Reel Guidance: Midcentury Classroom Films and Adolescent Adjustment
This thesis examines the cultural and political messages found in "social guidance" films, a genre of films produced for pedagogical purposes in the United States following the Second World War. Educational film producers relied on social science consultants for legitimacy and employed plots that addressed ordinary challenges of daily living encountered by teenagers. Shown in high school classrooms nationwide in the postwar years, these films advertised to young people the usefulness of a psychological understanding of personality adjustment. These films reflected the influence of ideas from both the progressive education movement inspired by John Dewey and the theories of mental hygiene from prewar psychologists. By viewing these films, students encountered advice about improving their individual productivity and they received guidance for developing skills needed in social settings. By parsing the cultural and intellectual messages embedded in these films and relating them to interwar and postwar developments, this thesis shows one way that social experts mobilized to shape the socialization of adolescents. Social guidance films intended to employ the specialized knowledge of the social sciences to promote the production of healthy and successful personalities.

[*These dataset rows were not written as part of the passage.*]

//! Page content retrieval for link extraction.

use std::sync::Arc;
use std::time::Duration;

use url::Url;

use crate::error_handling::FetchError;

use super::transport::PageGet;

/// A successfully fetched page.
#[derive(Debug, Clone)]
pub struct FetchedPage {
    /// URL that was requested (redirect destination when one was preferred).
    pub url: Url,
    /// HTTP status of the response.
    pub status: u16,
    /// Response body, truncated to the body size limit.
    pub content: String,
}

/// Fetches page content with a fixed timeout.
#[derive(Clone)]
pub struct PageFetcher {
    getter: Arc<dyn PageGet>,
    timeout: Duration,
}

impl PageFetcher {
    /// Creates a fetcher that bounds every GET by `timeout`.
    pub fn new(getter: Arc<dyn PageGet>, timeout: Duration) -> Self {
        Self { getter, timeout }
    }

    /// Returns the URL a fetch would use: `preferred_final_url` when present.
    pub fn target<'a>(root_url: &'a str, preferred_final_url: Option<&'a str>) -> &'a str {
        preferred_final_url.unwrap_or(root_url)
    }

    /// Fetches `preferred_final_url` if known, otherwise `root_url`.
    ///
    /// # Errors
    ///
    /// - `FetchError::Timeout` once the configured timeout elapses
    /// - `FetchError::Blocked` when the capability reports cross-origin denial
    /// - `FetchError::Transport` for any other failure, including non-2xx status
    pub async fn fetch(
        &self,
        root_url: &str,
        preferred_final_url: Option<&str>,
    ) -> Result<FetchedPage, FetchError> {
        let target = Self::target(root_url, preferred_final_url);
        let url = Url::parse(target)
            .map_err(|e| FetchError::Transport(format!("invalid URL '{target}': {e}")))?;

        log::debug!("Fetching {url}");
        let response = match tokio::time::timeout(self.timeout, self.getter.get(&url, self.timeout))
            .await
        {
            Ok(result) => result?,
            Err(_) => return Err(FetchError::Timeout),
        };

        if !(200..300).contains(&response.status) {
            return Err(FetchError::Transport(format!("HTTP {}", response.status)));
        }

        Ok(FetchedPage {
            url,
            status: response.status,
            content: response.body,
        })
    }
}
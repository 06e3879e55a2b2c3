//! End-to-end enrichment runs.
//!
//! A run reads free text, groups the URLs it contains by canonical root, and
//! applies the selected passes in a fixed order: IP resolution, redirect check,
//! crawl, third-party IP resolution.

mod input;

use std::time::Instant;

use anyhow::{Context, Result};
use log::{info, warn};
use serde::Serialize;
use tokio::sync::mpsc;
use tokio_util::sync::CancellationToken;

use crate::app::{
    cancel_on_ctrl_c, print_failure_statistics, print_simple_summary, spawn_progress_logger,
};
use crate::batch::{BatchOrchestrator, PassKind, PassReport};
use crate::config::Config;
use crate::extract::{group_entries, scan_text};
use crate::initialization::init_orchestrator;
use crate::models::RootEntry;

pub use input::read_input;

/// Results of an enrichment run.
#[derive(Debug, Clone, Serialize)]
pub struct RunReport {
    /// Every distinct root found in the input, in first-seen order
    pub entries: Vec<RootEntry>,
    /// One report per pass that ran, in execution order
    pub passes: Vec<PassReport>,
    /// True when the run was interrupted before all passes completed
    pub cancelled: bool,
    /// Wall-clock duration of the passes
    pub elapsed_seconds: f64,
}

/// Runs an enrichment with the provided configuration.
///
/// This is the main entry point for the library. Ctrl-C stops the run
/// gracefully: the current item finishes and the partial results are returned.
///
/// # Errors
///
/// This function will return an error if:
/// - The input cannot be read
/// - The HTTP clients or the DNS backend cannot be initialized
///
/// Per-entry failures never fail the run; they are recorded on the entries.
///
/// # Example
///
/// ```no_run
/// use domain_trace::{run_enrichment, Config};
/// use std::path::PathBuf;
///
/// # async fn example() -> anyhow::Result<()> {
/// let config = Config {
///     file: PathBuf::from("notes.txt"),
///     ..Default::default()
/// };
/// let report = run_enrichment(config).await?;
/// println!("Enriched {} roots", report.entries.len());
/// # Ok(())
/// # }
/// ```
pub async fn run_enrichment(config: Config) -> Result<RunReport> {
    let text = read_input(&config.file).await?;
    let entries = group_entries(scan_text(&text));

    let orchestrator =
        init_orchestrator(&config).context("Failed to initialize network resources")?;

    let cancel = CancellationToken::new();
    let ctrl_c = cancel_on_ctrl_c(cancel.clone());
    let report = enrich(&config, orchestrator, entries, cancel.clone()).await;

    // Release the Ctrl-C listener
    cancel.cancel();
    let _ = ctrl_c.await;

    Ok(report)
}

/// Applies the passes selected by `config` to `entries`.
///
/// Pass events are logged as progress; failure statistics and a summary line
/// are printed once the last pass completes.
pub async fn enrich(
    config: &Config,
    orchestrator: BatchOrchestrator,
    mut entries: Vec<RootEntry>,
    cancel: CancellationToken,
) -> RunReport {
    info!("Found {} distinct root(s)", entries.len());
    let start = Instant::now();

    let (events_tx, events_rx) = mpsc::unbounded_channel();
    let progress = spawn_progress_logger(events_rx);
    let orchestrator = orchestrator
        .with_events(events_tx)
        .with_cancellation(cancel.clone());

    let mut passes = Vec::new();
    for pass in selected_passes(config) {
        if cancel.is_cancelled() {
            break;
        }
        let report = match pass {
            PassKind::ResolveIps => orchestrator.resolve_ips(&mut entries).await,
            PassKind::CheckRedirects => orchestrator.check_redirects(&mut entries).await,
            PassKind::Crawl => orchestrator.crawl(&mut entries).await,
            PassKind::ResolveThirdPartyIps => {
                orchestrator.resolve_third_party_ips(&mut entries).await
            }
        };
        passes.push(report);
    }
    let cancelled = cancel.is_cancelled();

    let stats = orchestrator.stats().clone();
    // Dropping the orchestrator closes the event channel
    drop(orchestrator);
    if let Err(e) = progress.await {
        warn!("Progress logger stopped unexpectedly: {e}");
    }

    let elapsed_seconds = start.elapsed().as_secs_f64();
    print_failure_statistics(&stats);
    print_simple_summary(entries.len(), &passes, elapsed_seconds);

    RunReport {
        entries,
        passes,
        cancelled,
        elapsed_seconds,
    }
}

/// Passes enabled by `config`, in execution order.
pub fn selected_passes(config: &Config) -> Vec<PassKind> {
    [
        (config.resolve_ips, PassKind::ResolveIps),
        (config.check_redirects, PassKind::CheckRedirects),
        (config.crawl, PassKind::Crawl),
        (config.resolve_third_party_ips, PassKind::ResolveThirdPartyIps),
    ]
    .into_iter()
    .filter_map(|(enabled, pass)| enabled.then_some(pass))
    .collect()
}
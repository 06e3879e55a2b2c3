//! Fixed-interval pacing between batch items.

use std::time::Duration;

use tokio_util::sync::CancellationToken;

use crate::config::{Config, CRAWL_DELAY, IP_RESOLUTION_DELAY, REDIRECT_CHECK_DELAY};

/// Minimum delays between consecutive items, per pass type.
#[derive(Debug, Clone, Copy, PartialEq, Eq)]
pub struct PacingPolicy {
    /// Between lookups of the IP resolution passes (roots and third parties)
    pub ip_delay: Duration,
    /// Between redirect checks
    pub redirect_delay: Duration,
    /// Between page crawls
    pub crawl_delay: Duration,
}

impl PacingPolicy {
    /// No delays at all. Useful in tests and for local targets.
    pub fn none() -> Self {
        Self {
            ip_delay: Duration::ZERO,
            redirect_delay: Duration::ZERO,
            crawl_delay: Duration::ZERO,
        }
    }
}

impl Default for PacingPolicy {
    fn default() -> Self {
        Self {
            ip_delay: IP_RESOLUTION_DELAY,
            redirect_delay: REDIRECT_CHECK_DELAY,
            crawl_delay: CRAWL_DELAY,
        }
    }
}

impl From<&Config> for PacingPolicy {
    fn from(config: &Config) -> Self {
        Self {
            ip_delay: config.ip_delay,
            redirect_delay: config.redirect_delay,
            crawl_delay: config.crawl_delay,
        }
    }
}

/// Gate in front of every item of one pass.
///
/// The first item starts immediately; every later item waits the full delay
/// after the previous one finished. Nothing waits after the last item.
pub struct Pacer {
    delay: Duration,
    started: bool,
}

impl Pacer {
    /// A pacer enforcing `delay` between consecutive items.
    pub fn new(delay: Duration) -> Self {
        Self {
            delay,
            started: false,
        }
    }

    /// Waits until the next item may start.
    ///
    /// Returns `false` if `cancel` fired before or during the wait; the caller
    /// must not start the item in that case.
    pub async fn ready(&mut self, cancel: &CancellationToken) -> bool {
        if cancel.is_cancelled() {
            return false;
        }
        if !self.started {
            self.started = true;
            return true;
        }
        if self.delay.is_zero() {
            return true;
        }
        tokio::select! {
            _ = cancel.cancelled() => false,
            _ = tokio::time::sleep(self.delay) => true,
        }
    }
}
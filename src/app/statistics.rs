//! Statistics printing.

use log::info;

use crate::batch::PassReport;
use crate::error_handling::FailureStats;

/// Prints failure counts by kind, if any failure was recorded.
pub fn print_failure_statistics(stats: &FailureStats) {
    let total = stats.total();
    if total == 0 {
        return;
    }
    info!("Failure Counts ({} total):", total);
    for (kind, count) in stats.non_zero() {
        info!("   {}: {}", kind.as_str(), count);
    }
}

/// Prints a simple one-line summary of the run.
pub fn print_simple_summary(roots: usize, passes: &[PassReport], elapsed_seconds: f64) {
    let failed: usize = passes.iter().map(|p| p.failed).sum();
    info!(
        "✅ Enriched {} root{} in {} pass{} ({} failure{}) in {:.1}s",
        roots,
        if roots == 1 { "" } else { "s" },
        passes.len(),
        if passes.len() == 1 { "" } else { "es" },
        failed,
        if failed == 1 { "" } else { "s" },
        elapsed_seconds
    );
}
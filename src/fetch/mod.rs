//! HTTP fetching: redirect chains and page content.
//!
//! This module provides:
//! - The `HeadProbe` / `PageGet` capabilities and their reqwest implementation
//! - `RedirectResolver`, which walks redirect chains one probe at a time
//! - `PageFetcher`, which retrieves content for link extraction

mod page;
mod redirects;
mod transport;

// Re-export public API
pub use page::{FetchedPage, PageFetcher};
pub use redirects::{RedirectCheck, RedirectResolver};
pub use transport::{HeadProbe, PageGet, PageResponse, ProbeResponse, ReqwestTransport};

#[cfg(test)]
mod tests;
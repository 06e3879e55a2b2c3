//! domain_trace library: root-domain grouping and network enrichment
//!
//! This library finds URLs in free text, groups them by canonical root
//! (`scheme://host`), and enriches each root with its IPv4 address, its HTTP
//! redirect chain, and the third-party domains its page references.
//!
//! # Example
//!
//! ```no_run
//! use domain_trace::{run_enrichment, Config};
//!
//! # #[tokio::main]
//! # async fn main() -> Result<(), Box<dyn std::error::Error>> {
//! let config = Config {
//!     file: std::path::PathBuf::from("notes.txt"),
//!     crawl: true,
//!     ..Default::default()
//! };
//!
//! let report = run_enrichment(config).await?;
//! for entry in &report.entries {
//!     println!("{} -> {:?}", entry.root(), entry.ip);
//! }
//! # Ok(())
//! # }
//! ```
//!
//! # Requirements
//!
//! This library requires a Tokio runtime. Use `#[tokio::main]` in your application
//! or ensure you're calling library functions within an async context.

#![warn(missing_docs)]

mod app;
pub mod batch;
pub mod config;
pub mod dns;
pub mod domain;
pub mod error_handling;
pub mod extract;
pub mod fetch;
pub mod initialization;
pub mod models;
pub mod parse;
mod run;
#[cfg(test)]
mod testing;

// Re-export public API
pub use batch::{BatchOrchestrator, PassEvent, PassKind, PassReport, PacingPolicy};
pub use config::{Config, DnsBackend, LogFormat, LogLevel, Opt};
pub use domain::{canonical_root, clean_trailing, is_same_site, CanonicalRoot};
pub use error_handling::{DnsError, FetchError, UrlError};
pub use extract::{extract_urls, group_entries, scan_text, SourceUrl};
pub use models::{CrawlResult, CrawlStatus, RedirectResult, RedirectStop, RootEntry};
pub use run::{enrich, read_input, run_enrichment, selected_passes, RunReport};
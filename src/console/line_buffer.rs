//! Line buffer for byte-stream input (console and peer)

use crate::config::LINE_CAPACITY;

/// Stands in for each byte that is not valid UTF-8.
pub const REPLACEMENT: u8 = b'?';

/// Result of feeding one byte.
#[derive(Debug, Clone, Copy, PartialEq, Eq)]
pub enum Feed {
    /// Byte stored (or ignored), line not finished.
    Pending,
    /// Newline seen; the line is ready in the buffer.
    Complete,
    /// No room; the buffer was reset and the byte discarded.
    Overflow,
}

/// Fixed-capacity line assembler.
///
/// CR is ignored, LF completes the line. The caller calls
/// [`LineBuffer::repair_utf8`], reads the line with [`LineBuffer::as_str`]
/// and then calls [`LineBuffer::clear`].
pub struct LineBuffer {
    buf: [u8; LINE_CAPACITY],
    len: usize,
}

impl LineBuffer {
    /// Create empty buffer
    pub const fn new() -> Self {
        Self {
            buf: [0u8; LINE_CAPACITY],
            len: 0,
        }
    }

    /// Feed one byte from the source
    pub fn feed(&mut self, byte: u8) -> Feed {
        match byte {
            b'\r' => Feed::Pending,
            b'\n' => Feed::Complete,
            _ if self.len < LINE_CAPACITY => {
                self.buf[self.len] = byte;
                self.len += 1;
                Feed::Pending
            }
            _ => {
                self.len = 0;
                Feed::Overflow
            }
        }
    }

    /// Clear buffer
    pub fn clear(&mut self) {
        self.len = 0;
    }

    /// Overwrite every byte that is not part of valid UTF-8 with
    /// [`REPLACEMENT`]. Returns how many bytes were replaced.
    pub fn repair_utf8(&mut self) -> usize {
        let mut replaced = 0;
        let mut start = 0;
        while let Err(e) = core::str::from_utf8(&self.buf[start..self.len]) {
            let bad = start + e.valid_up_to();
            // Truncated sequence at the end of the line
            let bad_len = e.error_len().unwrap_or(self.len - bad);
            self.buf[bad..bad + bad_len].fill(REPLACEMENT);
            replaced += bad_len;
            start = bad + bad_len;
        }
        replaced
    }

    /// Get buffer as string slice; reads as empty until
    /// [`LineBuffer::repair_utf8`] has fixed invalid UTF-8
    pub fn as_str(&self) -> &str {
        core::str::from_utf8(&self.buf[..self.len]).unwrap_or("")
    }

    /// Get buffer length
    pub fn len(&self) -> usize {
        self.len
    }

    /// Check if empty
    pub fn is_empty(&self) -> bool {
        self.len == 0
    }
}

impl Default for LineBuffer {
    fn default() -> Self {
        Self::new()
    }
}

More importantly, this thesis shows how social guidance films, in addressing ordinary teenage concerns, also addressed the political needs of American society at the dawn of the Cold War. The practical advice presented in these films showed adolescents how to tread the line between the preservation of individuality and commitment to the group—the essential problem faced by post war political theorists. Educators looked to the confluence of school, psychology, and film to guide the socialization of youths for their future roles as citizens of a democratic society. This thesis argues that the messages of psychological adjustment in social guidance films provided one means of promoting democratic values to counter the postwar threat of totalitarianism.